Every Node.js project re-implements the same auth flow, badly. Devs reach for Passport or roll their own, miss edge cases (timing-safe compare, refresh tokens, email verification), and ship insecure code.

Approach

  • A single configurable module that registers Express routes you can pick à la carte.
  • DB-agnostic — works with Mongo or Postgres via a thin adapter interface.
  • Sensible secure defaults (argon2 / bcrypt hashing, JWT with short access + long refresh, rate-limit-friendly).
  • TypeScript-first with full types exported from the package.

Highlights

  • Adapter pattern, three lines to swap stores.
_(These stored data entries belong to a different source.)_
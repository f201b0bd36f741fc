// Copyright (c) 2025 Steve Wagner (ciroque@live.com)
// SPDX-License-Identifier: MIT

//! Built-in context mutators behind the `rename:`, `delete:` and `template:`
//! reference shorthands.

use serde_json::Value;

use crate::data::ContextObserver;
use crate::engine::Parameters;
use crate::errors::{ContextError, ProcessorError, ReferenceError};
use crate::traits::{ContextProcessor, ProcessorInfo};

/// Moves the value under `old` to `new`.
#[derive(Debug, Clone)]
pub struct RenameContextKey {
    reference: String,
    old: String,
    new: String,
}

impl RenameContextKey {
    pub fn new(old: impl Into<String>, new: impl Into<String>) -> Self {
        let (old, new) = (old.into(), new.into());
        Self {
            reference: format!("rename:{}:{}", old, new),
            old,
            new,
        }
    }
}

impl ProcessorInfo for RenameContextKey {
    fn name(&self) -> &str {
        &self.reference
    }
}

impl ContextProcessor for RenameContextKey {
    fn required_keys(&self) -> Vec<String> {
        vec![self.old.clone()]
    }

    fn created_keys(&self) -> Vec<String> {
        vec![self.new.clone()]
    }

    fn suppressed_keys(&self) -> Vec<String> {
        vec![self.old.clone()]
    }

    fn process_context(
        &self,
        context: &mut ContextObserver<'_>,
        _params: &Parameters,
    ) -> Result<(), ProcessorError> {
        context.rename(&self.old, &self.new)
    }
}

/// Removes `key`. Deleting an absent key is a no-op.
#[derive(Debug, Clone)]
pub struct DeleteContextKey {
    reference: String,
    key: String,
}

impl DeleteContextKey {
    pub fn new(key: impl Into<String>) -> Self {
        let key = key.into();
        Self {
            reference: format!("delete:{}", key),
            key,
        }
    }
}

impl ProcessorInfo for DeleteContextKey {
    fn name(&self) -> &str {
        &self.reference
    }
}

impl ContextProcessor for DeleteContextKey {
    fn suppressed_keys(&self) -> Vec<String> {
        vec![self.key.clone()]
    }

    fn process_context(
        &self,
        context: &mut ContextObserver<'_>,
        _params: &Parameters,
    ) -> Result<(), ProcessorError> {
        context.delete(&self.key)?;
        Ok(())
    }
}

#[derive(Debug, Clone, PartialEq)]
enum Segment {
    Literal(String),
    Key(String),
}

/// Renders a `{key}` format string from context values into `output`.
///
/// String values are inserted as-is, everything else as compact JSON.
/// `{{` and `}}` escape literal braces.
#[derive(Debug, Clone)]
pub struct ContextTemplate {
    reference: String,
    segments: Vec<Segment>,
    output: String,
}

impl ContextTemplate {
    pub fn parse(format: &str, output: impl Into<String>) -> Result<Self, ReferenceError> {
        let output = output.into();
        let reference = format!("template:{}:{}", format, output);
        let malformed = |reason: &str| ReferenceError::Malformed {
            reference: reference.clone(),
            reason: reason.to_string(),
        };

        let mut segments = Vec::new();
        let mut literal = String::new();
        let mut chars = format.chars().peekable();
        while let Some(c) = chars.next() {
            match c {
                '{' if chars.peek() == Some(&'{') => {
                    chars.next();
                    literal.push('{');
                }
                '}' if chars.peek() == Some(&'}') => {
                    chars.next();
                    literal.push('}');
                }
                '{' => {
                    let mut key = String::new();
                    loop {
                        match chars.next() {
                            Some('}') => break,
                            Some('{') | None => return Err(malformed("unclosed placeholder")),
                            Some(c) => key.push(c),
                        }
                    }
                    if key.is_empty() {
                        return Err(malformed("empty placeholder"));
                    }
                    if !literal.is_empty() {
                        segments.push(Segment::Literal(std::mem::take(&mut literal)));
                    }
                    segments.push(Segment::Key(key));
                }
                '}' => return Err(malformed("unmatched '}'")),
                c => literal.push(c),
            }
        }
        if !literal.is_empty() {
            segments.push(Segment::Literal(literal));
        }

        Ok(Self {
            reference,
            segments,
            output,
        })
    }

    fn placeholders(&self) -> Vec<String> {
        let mut keys: Vec<String> = Vec::new();
        for segment in &self.segments {
            if let Segment::Key(key) = segment {
                if !keys.contains(key) {
                    keys.push(key.clone());
                }
            }
        }
        keys
    }
}

impl ProcessorInfo for ContextTemplate {
    fn name(&self) -> &str {
        &self.reference
    }
}

impl ContextProcessor for ContextTemplate {
    fn required_keys(&self) -> Vec<String> {
        self.placeholders()
    }

    fn created_keys(&self) -> Vec<String> {
        vec![self.output.clone()]
    }

    fn process_context(
        &self,
        context: &mut ContextObserver<'_>,
        _params: &Parameters,
    ) -> Result<(), ProcessorError> {
        let mut rendered = String::new();
        for segment in &self.segments {
            match segment {
                Segment::Literal(text) => rendered.push_str(text),
                Segment::Key(key) => match context.get(key) {
                    Some(Value::String(s)) => rendered.push_str(s),
                    Some(other) => rendered.push_str(&other.to_string()),
                    None => return Err(ContextError::MissingKey(key.clone()).into()),
                },
            }
        }
        context.set(&self.output, rendered)
    }
}
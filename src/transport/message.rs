// Copyright (c) 2025 Steve Wagner (ciroque@live.com)
// SPDX-License-Identifier: MIT

use serde_json::{Map, Value};
use std::fmt;

use crate::data::{Context, Payload, TypedData};

pub type Metadata = Map<String, Value>;

/// Acknowledgment callback attached by the transport at delivery time.
pub type AckFn = Box<dyn FnOnce() + Send>;

/// The unit exchanged over a transport.
pub struct Message {
    pub channel: String,
    pub data: TypedData,
    pub context: Context,
    pub metadata: Metadata,
    ack: Option<AckFn>,
}

impl Message {
    pub fn new(channel: impl Into<String>, data: TypedData, context: Context, metadata: Metadata) -> Self {
        Self {
            channel: channel.into(),
            data,
            context,
            metadata,
            ack: None,
        }
    }

    pub fn with_ack(mut self, ack: AckFn) -> Self {
        self.ack = Some(ack);
        self
    }

    /// Acknowledges delivery. Advisory and best-effort: calling it again, or on
    /// a message without a callback, does nothing.
    pub fn ack(&mut self) {
        if let Some(ack) = self.ack.take() {
            ack();
        }
    }

    pub fn is_acked(&self) -> bool {
        self.ack.is_none()
    }

    pub fn metadata_str(&self, key: &str) -> Option<&str> {
        self.metadata.get(key).and_then(Value::as_str)
    }

    pub fn payload(&self) -> Payload {
        Payload::new(self.data.clone(), self.context.clone())
    }
}

impl fmt::Debug for Message {
    fn fmt(&self, f: &mut fmt::Formatter<'_>) -> fmt::Result {
        f.debug_struct("Message")
            .field("channel", &self.channel)
            .field("data", &self.data)
            .field("context", &self.context)
            .field("metadata", &self.metadata)
            .field("acked", &self.is_acked())
            .finish()
    }
}

#[cfg(test)]
mod tests {
    use super::*;
    use std::sync::atomic::{AtomicUsize, Ordering};
    use std::sync::Arc;

    #[test]
    fn test_ack_runs_callback_once() {
        let calls = Arc::new(AtomicUsize::new(0));
        let counter = calls.clone();
        let mut msg = Message::new("a.b", TypedData::empty(), Context::new(), Metadata::new())
            .with_ack(Box::new(move || {
                counter.fetch_add(1, Ordering::SeqCst);
            }));

        assert!(!msg.is_acked());
        msg.ack();
        msg.ack();
        assert!(msg.is_acked());
        assert_eq!(calls.load(Ordering::SeqCst), 1);
    }
}
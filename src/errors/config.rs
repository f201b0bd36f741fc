// Copyright (c) 2025 Steve Wagner (ciroque@live.com)
// SPDX-License-Identifier: MIT

//! Errors for configuration loading and processor reference resolution.

use std::path::PathBuf;

use thiserror::Error;

#[derive(Debug, Error)]
pub enum ConfigError {
    #[error("failed to read '{path}': {source}")]
    Io {
        path: PathBuf,
        #[source]
        source: std::io::Error,
    },

    #[error("failed to parse YAML in '{path}': {source}")]
    Yaml {
        path: PathBuf,
        #[source]
        source: serde_yaml::Error,
    },

    #[error("failed to parse TOML in '{path}': {source}")]
    Toml {
        path: PathBuf,
        #[source]
        source: toml::de::Error,
    },

    #[error("invalid configuration: {0}")]
    Invalid(String),
}

/// A processor reference string could not be turned into a processor.
#[derive(Debug, Clone, PartialEq, Error)]
pub enum ReferenceError {
    #[error("unknown processor reference '{0}'")]
    Unknown(String),

    #[error("malformed processor reference '{reference}': {reason}")]
    Malformed { reference: String, reason: String },
}
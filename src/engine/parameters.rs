// Copyright (c) 2025 Steve Wagner (ciroque@live.com)
// SPDX-License-Identifier: MIT

//! Resolved processor arguments and where each one came from.

use serde::Serialize;
use serde_json::Value;
use std::collections::{BTreeMap, HashMap};

use crate::data::Context;
use crate::errors::ProcessorError;

/// Arguments handed to one processor call, already resolved from node
/// configuration, context or defaults.
#[derive(Debug, Clone, Default, PartialEq)]
pub struct Parameters {
    values: BTreeMap<String, Value>,
}

impl Parameters {
    pub fn new() -> Self {
        Self::default()
    }

    pub fn insert(&mut self, name: impl Into<String>, value: Value) -> Option<Value> {
        self.values.insert(name.into(), value)
    }

    pub fn get(&self, name: &str) -> Option<&Value> {
        self.values.get(name)
    }

    pub fn value(&self, name: &str) -> Result<&Value, ProcessorError> {
        self.values
            .get(name)
            .ok_or_else(|| ProcessorError::MissingParameter {
                name: name.to_string(),
            })
    }

    pub fn f64(&self, name: &str) -> Result<f64, ProcessorError> {
        let value = self.value(name)?;
        value.as_f64().ok_or_else(|| invalid(name, "a number", value))
    }

    pub fn i64(&self, name: &str) -> Result<i64, ProcessorError> {
        let value = self.value(name)?;
        value.as_i64().ok_or_else(|| invalid(name, "an integer", value))
    }

    pub fn u64(&self, name: &str) -> Result<u64, ProcessorError> {
        let value = self.value(name)?;
        value
            .as_u64()
            .ok_or_else(|| invalid(name, "a non-negative integer", value))
    }

    pub fn str(&self, name: &str) -> Result<&str, ProcessorError> {
        let value = self.value(name)?;
        value.as_str().ok_or_else(|| invalid(name, "a string", value))
    }

    pub fn len(&self) -> usize {
        self.values.len()
    }

    pub fn is_empty(&self) -> bool {
        self.values.is_empty()
    }

    pub fn iter(&self) -> impl Iterator<Item = (&String, &Value)> {
        self.values.iter()
    }
}

fn invalid(name: &str, expected: &'static str, actual: &Value) -> ProcessorError {
    ProcessorError::InvalidParameter {
        name: name.to_string(),
        expected,
        actual: actual.to_string(),
    }
}

impl FromIterator<(String, Value)> for Parameters {
    fn from_iter<I: IntoIterator<Item = (String, Value)>>(iter: I) -> Self {
        Self {
            values: iter.into_iter().collect(),
        }
    }
}

/// Where a resolved parameter value came from.
#[derive(Debug, Clone, Copy, PartialEq, Eq, Serialize)]
#[serde(tag = "source", rename_all = "snake_case")]
pub enum ParameterSource {
    /// Explicit node configuration
    Config,
    /// A context key; `origin` is the node that last wrote it, `None` for the initial context
    Context { origin: Option<usize> },
    /// The processor's declared default
    Default,
}

/// Key-origin map for one pipeline run: which node most recently created
/// or injected each context key.
#[derive(Debug, Clone, Default, PartialEq)]
pub struct KeyOrigins {
    origins: HashMap<String, Option<usize>>,
}

impl KeyOrigins {
    /// Every key already in `context` is attributed to the caller.
    pub fn from_context(context: &Context) -> Self {
        Self {
            origins: context.keys().into_iter().map(|key| (key, None)).collect(),
        }
    }

    /// Attribute `key` to node `index`, replacing any earlier producer.
    pub fn record(&mut self, key: impl Into<String>, index: usize) {
        self.origins.insert(key.into(), Some(index));
    }

    pub fn forget(&mut self, key: &str) {
        self.origins.remove(key);
    }

    /// `None` when the key is untracked, `Some(None)` for the initial context.
    pub fn origin(&self, key: &str) -> Option<Option<usize>> {
        self.origins.get(key).copied()
    }

    pub fn contains(&self, key: &str) -> bool {
        self.origins.contains_key(key)
    }
}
CreateMongoAuthController and CreateSqlAuthController ship in the box, but the real abstraction is AuthController — implement three methods (saveUser, getUser, updateUser) and you're plugged into any store, including ones I'd never anticipate. A Redis-backed prototype took an afternoon.
  • Refresh-token rotation with httpOnly cookies. Short-lived access tokens, rotating refresh tokens, optional cookie storage so the front-end never has to touch the refresh token directly. The pattern most projects know they should follow but don't bother to wire up — auth-ez gives it to you on the default route.
  • Strong defaults you can't accidentally weaken. Password policy (8+ chars, mixed case, number, symbol), per-IP rate limiting (10 req / 15 min), JWT expiration controls, all on by default. Loosening them is explicit; tightening them is too.
  • Pluggable email service. Resend and Nodemailer are built in for the email-verification and password-reset flows, but the integration point is a single function — bring your own.

What I'd do differently

  • WebAuthn / passkeys. Token-based auth was the right baseline two years ago; passkeys are quickly becoming table stakes for new projects. A CreatePasskeyAuthController alongside the existing token controllers is the obvious next step.
  • Make the email service truly provider-agnostic. Hard-coding Resend and Nodemailer as first-class options leaked provider details into the package. A thin EmailService interface would push that decision back to the consumer cleanly.
  • Ship a starter app. "Drop the package in and stop rewriting" lands harder when there's a one-command starter (npx create-auth-ez-app) that wires routes, an example Next.js or Remix client, and seed data. Lowering the time-to-first-login from an hour to five minutes.